The disabled woman fears her eight-year-old step-son, her pregnant sister or the five-year-old neighbour could have been hurt when strong winds brought down a large branch.
"If we had been in the garden that day it would have been disastrous - I don't even want to imagine what it could have done," the 36-year-old woman said.
"I've been moaning for weeks saying something needs to be done before someone gets hurt or something happens and it took the tree coming down and smashing through the trampoline for them to do something."
The tree was 'flagged up' for removal as it took over most of the garden when Toni, her partner Matt Parsons and his son moved into the house on January 12.
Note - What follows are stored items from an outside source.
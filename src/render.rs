//! Backend-independent drawing of the color wheel.
//!
//! [`render_picker`] turns picker state into a list of [`DrawCommand`]s. A
//! backend either issues them as real draw calls or, like the terminal widget
//! in `ui::wheel`, rasterizes them by sampling points with [`sample`].

use crate::color::{self, HslColor};
use crate::luminance::{self, Shade};
use crate::wheel::{self, ColorWheelPicker, LIGHTNESS_RING_OFFSET};

/// Number of slices each ring is cut into. There is no conic gradient
/// primitive, so rings are tessellated.
pub const RING_SLICES: usize = 720;

const MARKER_RADIUS: f64 = 6.0;
const MARKER_WIDTH: f64 = 3.0;

#[derive(Debug, Clone, Copy, PartialEq, Eq)]
pub struct Rgb(pub u8, pub u8, pub u8);

impl Rgb {
    pub fn from_hsl(hsl: HslColor) -> Self {
        let (r, g, b) = hsl.to_rgb();
        Rgb(r, g, b)
    }

    /// Parse a color string, using `fallback` if it does not parse.
    pub fn parse_or(input: &str, fallback: Rgb) -> Self {
        color::parse_color(input)
            .map(|(r, g, b)| Rgb(r, g, b))
            .unwrap_or(fallback)
    }

    pub fn to_hex(self) -> String {
        color::rgb_to_hex(self.0, self.1, self.2)
    }

    fn lerp(self, other: Rgb, t: f64) -> Rgb {
        let t = t.clamp(0.0, 1.0);
        let mix = |a: u8, b: u8| (a as f64 + (b as f64 - a as f64) * t).round() as u8;
        Rgb(mix(self.0, other.0), mix(self.1, other.1), mix(self.2, other.2))
    }
}

#[derive(Debug, Clone, Copy, PartialEq)]
pub enum Fill {
    Solid(Rgb),
    /// Horizontal gradient from `from` at `x0` to `to` at `x1`.
    LinearGradient { x0: f64, x1: f64, from: Rgb, to: Rgb },
}

impl Fill {
    pub fn color_at(&self, x: f64) -> Rgb {
        match *self {
            Fill::Solid(c) => c,
            Fill::LinearGradient { x0, x1, from, to } => {
                let span = x1 - x0;
                let t = if span.abs() < f64::EPSILON {
                    0.0
                } else {
                    (x - x0) / span
                };
                from.lerp(to, t)
            }
        }
    }
}

/// Angles are in degrees, clockwise from the +x axis (canvas y grows down).
#[derive(Debug, Clone, Copy, PartialEq)]
pub enum DrawCommand {
    /// The part of a ring between two angles.
    Sector {
        cx: f64,
        cy: f64,
        inner_radius: f64,
        outer_radius: f64,
        start_angle: f64,
        sweep: f64,
        fill: Fill,
    },
    Disk {
        cx: f64,
        cy: f64,
        radius: f64,
        fill: Fill,
    },
    /// A stroked circle outline.
    Circle {
        cx: f64,
        cy: f64,
        radius: f64,
        width: f64,
        stroke: Rgb,
    },
}

impl DrawCommand {
    /// Color this command paints at `(x, y)`, if it covers that point.
    pub fn sample(&self, x: f64, y: f64) -> Option<Rgb> {
        match *self {
            DrawCommand::Sector {
                cx,
                cy,
                inner_radius,
                outer_radius,
                start_angle,
                sweep,
                fill,
            } => {
                let (dx, dy) = (x - cx, y - cy);
                let distance = (dx * dx + dy * dy).sqrt();
                if distance <= inner_radius || distance > outer_radius {
                    return None;
                }
                let angle = dy.atan2(dx).to_degrees();
                let offset = (angle - start_angle).rem_euclid(360.0);
                (offset < sweep).then(|| fill.color_at(x))
            }
            DrawCommand::Disk { cx, cy, radius, fill } => {
                let (dx, dy) = (x - cx, y - cy);
                (dx * dx + dy * dy <= radius * radius).then(|| fill.color_at(x))
            }
            DrawCommand::Circle {
                cx,
                cy,
                radius,
                width,
                stroke,
            } => {
                let (dx, dy) = (x - cx, y - cy);
                let distance = (dx * dx + dy * dy).sqrt();
                ((distance - radius).abs() <= width / 2.0).then_some(stroke)
            }
        }
    }
}

/// Topmost color painted at `(x, y)`; later commands draw over earlier ones.
pub fn sample(commands: &[DrawCommand], x: f64, y: f64) -> Option<Rgb> {
    commands.iter().rev().find_map(|cmd| cmd.sample(x, y))
}

/// Build the draw commands for the picker's current state.
pub fn render_picker(picker: &ColorWheelPicker) -> Vec<DrawCommand> {
    let g = picker.geometry();
    let (cx, cy) = g.center();
    let hue = picker.hue();
    let step = 360.0 / RING_SLICES as f64;

    let mut commands = Vec::with_capacity(RING_SLICES * 2 + 3);

    // Lightness ring, ramp measured from the top.
    for i in 0..RING_SLICES {
        let ramp = i as f64 * step;
        let lightness = wheel::lightness_from_angle(ramp + step / 2.0);
        commands.push(DrawCommand::Sector {
            cx,
            cy,
            inner_radius: g.middle_outer_radius,
            outer_radius: g.outer_radius,
            start_angle: ramp - LIGHTNESS_RING_OFFSET,
            sweep: step,
            fill: Fill::Solid(Rgb::from_hsl(HslColor::new(hue, 100.0, lightness))),
        });
    }

    // Hue ring, hue equals angle.
    for i in 0..RING_SLICES {
        let start = i as f64 * step;
        commands.push(DrawCommand::Sector {
            cx,
            cy,
            inner_radius: g.middle_inner_radius,
            outer_radius: g.middle_outer_radius,
            start_angle: start,
            sweep: step,
            fill: Fill::Solid(Rgb::from_hsl(HslColor::new(start + step / 2.0, 100.0, 50.0))),
        });
    }

    let colors = picker.colors();
    commands.push(DrawCommand::Disk {
        cx,
        cy,
        radius: g.inner_radius,
        fill: Fill::LinearGradient {
            x0: cx - g.inner_radius,
            x1: cx + g.inner_radius,
            from: Rgb::parse_or(&colors.primary, Rgb(255, 255, 255)),
            to: Rgb::parse_or(&colors.secondary, Rgb(255, 255, 255)),
        },
    });

    let hue_mid = (g.middle_inner_radius + g.middle_outer_radius) / 2.0;
    commands.push(marker(cx, cy, hue, hue_mid, HslColor::new(hue, 100.0, 50.0)));

    let lightness = picker.lightness();
    let light_mid = (g.middle_outer_radius + g.outer_radius) / 2.0;
    commands.push(marker(
        cx,
        cy,
        wheel::angle_from_lightness(lightness) - LIGHTNESS_RING_OFFSET,
        light_mid,
        HslColor::new(hue, 100.0, lightness),
    ));

    commands
}

/// A circle on the ring at `angle`, stroked to contrast with `under`.
fn marker(cx: f64, cy: f64, angle: f64, distance: f64, under: HslColor) -> DrawCommand {
    let rad = angle.to_radians();
    let stroke = match luminance::classify(Some(under.to_hex().as_str())) {
        Shade::Dark => Rgb(255, 255, 255),
        Shade::Light => Rgb(0, 0, 0),
    };
    DrawCommand::Circle {
        cx: cx + distance * rad.cos(),
        cy: cy + distance * rad.sin(),
        radius: MARKER_RADIUS,
        width: MARKER_WIDTH,
        stroke,
    }
}

#[cfg(test)]
mod tests {
    use super::*;
    use crate::menu::MenuColors;

    fn picker(primary: &str, secondary: &str) -> ColorWheelPicker {
        let colors = MenuColors::new(primary, secondary);
        ColorWheelPicker::open(Some(&colors), &colors, 280.0)
    }

    #[test]
    fn command_counts() {
        let commands = render_picker(&picker("#ff0000", "#0000ff"));
        assert_eq!(commands.len(), RING_SLICES * 2 + 3);
        let sectors = commands
            .iter()
            .filter(|c| matches!(c, DrawCommand::Sector { .. }))
            .count();
        assert_eq!(sectors, RING_SLICES * 2);
    }

    #[test]
    fn hue_ring_color_matches_angle() {
        let commands = render_picker(&picker("#ff0000", "#0000ff"));
        // Hue ring midpoint, pointing right (hue ~0) and down (hue ~90).
        let right = sample(&commands, 140.0 + 78.0, 140.0).unwrap();
        assert_eq!(right.0, 255);
        assert!(right.2 < 10);
        let down = sample(&commands, 140.0, 140.0 + 78.0).unwrap();
        assert!(down.1 == 255 && down.2 < 10 && down.0 < 140);
    }

    #[test]
    fn lightness_ring_is_dark_at_top_and_bright_at_bottom() {
        let commands = render_picker(&picker("#ff0000", "#0000ff"));
        // Sample just clockwise of the top so the ramp starts near zero.
        let top = sample(&commands, 142.0, 140.0 - 120.0).unwrap();
        assert!(top.0 < 20 && top.1 < 20 && top.2 < 20);
        let bottom = sample(&commands, 140.0, 140.0 + 125.0).unwrap();
        // Ramp angle 180 is 50% lightness: the pure hue.
        assert_eq!(bottom.0, 255);
    }

    #[test]
    fn saturation_disk_is_a_primary_to_secondary_gradient() {
        let commands = render_picker(&picker("#ff0000", "#0000ff"));
        let left = sample(&commands, 140.0 - 40.0, 140.0).unwrap();
        let right = sample(&commands, 140.0 + 40.0, 140.0).unwrap();
        assert!(left.0 > 240 && left.2 < 15);
        assert!(right.2 > 240 && right.0 < 15);
    }

    #[test]
    fn outside_the_wheel_is_empty() {
        let commands = render_picker(&picker("#ff0000", "#0000ff"));
        assert_eq!(sample(&commands, 1.0, 1.0), None);
        // Gap between the saturation disk and the hue ring.
        assert_eq!(sample(&commands, 140.0, 140.0 - 50.0), None);
    }

    #[test]
    fn gradient_interpolates() {
        let fill = Fill::LinearGradient {
            x0: 0.0,
            x1: 10.0,
            from: Rgb(0, 0, 0),
            to: Rgb(200, 100, 50),
        };
        assert_eq!(fill.color_at(-5.0), Rgb(0, 0, 0));
        assert_eq!(fill.color_at(5.0), Rgb(100, 50, 25));
        assert_eq!(fill.color_at(15.0), Rgb(200, 100, 50));
    }

    #[test]
    fn sector_wraps_past_360() {
        let cmd = DrawCommand::Sector {
            cx: 0.0,
            cy: 0.0,
            inner_radius: 5.0,
            outer_radius: 10.0,
            start_angle: -10.0,
            sweep: 20.0,
            fill: Fill::Solid(Rgb(1, 2, 3)),
        };
        assert_eq!(cmd.sample(8.0, 0.0), Some(Rgb(1, 2, 3)));
        assert_eq!(cmd.sample(0.0, 8.0), None);
        assert_eq!(cmd.sample(2.0, 0.0), None);
    }

    #[test]
    fn markers_contrast_with_the_ring() {
        let commands = render_picker(&picker("#ffff00", "#000000"));
        let markers: Vec<_> = commands
            .iter()
            .filter_map(|c| match c {
                DrawCommand::Circle { stroke, .. } => Some(*stroke),
                _ => None,
            })
            .collect();
        assert_eq!(markers.len(), 2);
        // Yellow at 50% lightness is light, so both markers are black.
        assert!(markers.iter().all(|&s| s == Rgb(0, 0, 0)));
    }

    #[test]
    fn rgb_hex() {
        assert_eq!(Rgb(255, 144, 0).to_hex(), "#ff9000");
        assert_eq!(Rgb::parse_or("bad", Rgb(1, 1, 1)), Rgb(1, 1, 1));
    }
}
Toni claims the 30ft tree was rotten then and complained constantly - the housing association disagrees but said it was due to be inspected.
After months of concern, part of the tree broke a trampoline as it fell during the windy conditions on Saturday, August 10.
"My step-son is being tested for autism and ADHD and he loves that trampoline and if he was on it when the tree fell then it could have seriously hurt him," she said.
Toni rang the emergency out-of-hours number for her housing association, but got no reply, so she tried again on the Monday and the tree was collected two days later.
"The people that came to take it down said the tree was so dangerous as it was rotten all the way through and should've been removed months ago," she said.
A Northampton Partnership Homes spokesman apologised for any distress caused by the tree 'unfortunately' falling in Toni's garden.
"This tree did not present a risk due to it still being healthy and growing. Unfortunately, recent bad weather affected this tree before it could be properly surveyed," the spokesman said.
"We will only remove trees which are unhealthy and pose an immediate risk."